The Hydrogen Peroxide s/be diluted in a ten to one solution just for reference.
Cyro51 has some good pics and info on string foot injuries, I'll try and find some
links for that.

Basically you want to soften whatever is wrapped around the foot and Bach's Rescue Remedy does this nicely. Also for future reference since this is a common health issue for ferals, you might want to purchase some magnifying
headsets on Ebay. They have them there real cheap and you can purchase
w/out bidding and have shipped all for under $15--a real deal that enables
you to have three different viewing magnifications.

A sewing needle under the thread has worked pretty well for me...a tip I received from a local member. Once the needle has gotten under the thread,
it can be used as 'backing' to cut the thread, hair or what ever with. You can use a pretty fine needle and use the blunt end to probe and get under the thread hair if you are concerned w/piercing the skin.

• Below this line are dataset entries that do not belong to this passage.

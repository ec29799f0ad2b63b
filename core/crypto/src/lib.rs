//! Cryptographic primitives for gmanvault.
//!
//! This module provides:
//! - Key derivation using PBKDF2-HMAC-SHA256
//! - Authenticated encryption using XChaCha20-Poly1305
//! - Key types with automatic zeroization
//! - `SealedKey`, which keeps a key wrapped in memory between uses
//!
//! # Security Guarantees
//! - All key material is zeroized on drop
//! - No plaintext or key material is ever logged
//! - `SealedKey` only hides keys from casual inspection; it is no defence
//!   against code running inside the same process

pub mod aead;
pub mod kdf;
pub mod keys;
pub mod sealed;

pub use aead::{decrypt, encrypt};
pub use kdf::{derive_key, KdfParams, DEFAULT_ITERATIONS};
pub use keys::{MasterKey, Salt, KEY_LENGTH, SALT_LENGTH};
pub use sealed::SealedKey;
//! Common utilities and types shared across the gmanvault crates.
//!
//! This module provides the error taxonomy every vault operation reports
//! through, plus the small value types that cross crate boundaries.

pub mod error;
pub mod types;

pub use error::{Error, Result};
pub use types::Identity;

Try it and see what will work best for you.

When you are through, a topical antibiotic cream/ointment on the feet would
be a good idea to apply after washing w/the diluted solution and drying w/a non-shedding material such as a paper towel--just 'pat it lightly til dry'.

fp

Here's a link from Ebay:

http://cgi.ebay.com/MAGNIFYING-GLAS...ryZ34084QQssPageNameZWDVWQQrdZ1QQcmdZViewItem


----------



## TAWhatley (Mar 6, 2001)

Here's a link to one of the threads .. lots of good info here: http://www.pigeons.biz/forums/showthread.php?t=18056

Terry


----------



## Whitefeather (Sep 2, 2002)

Many thanks for helping this poor pij Ante.  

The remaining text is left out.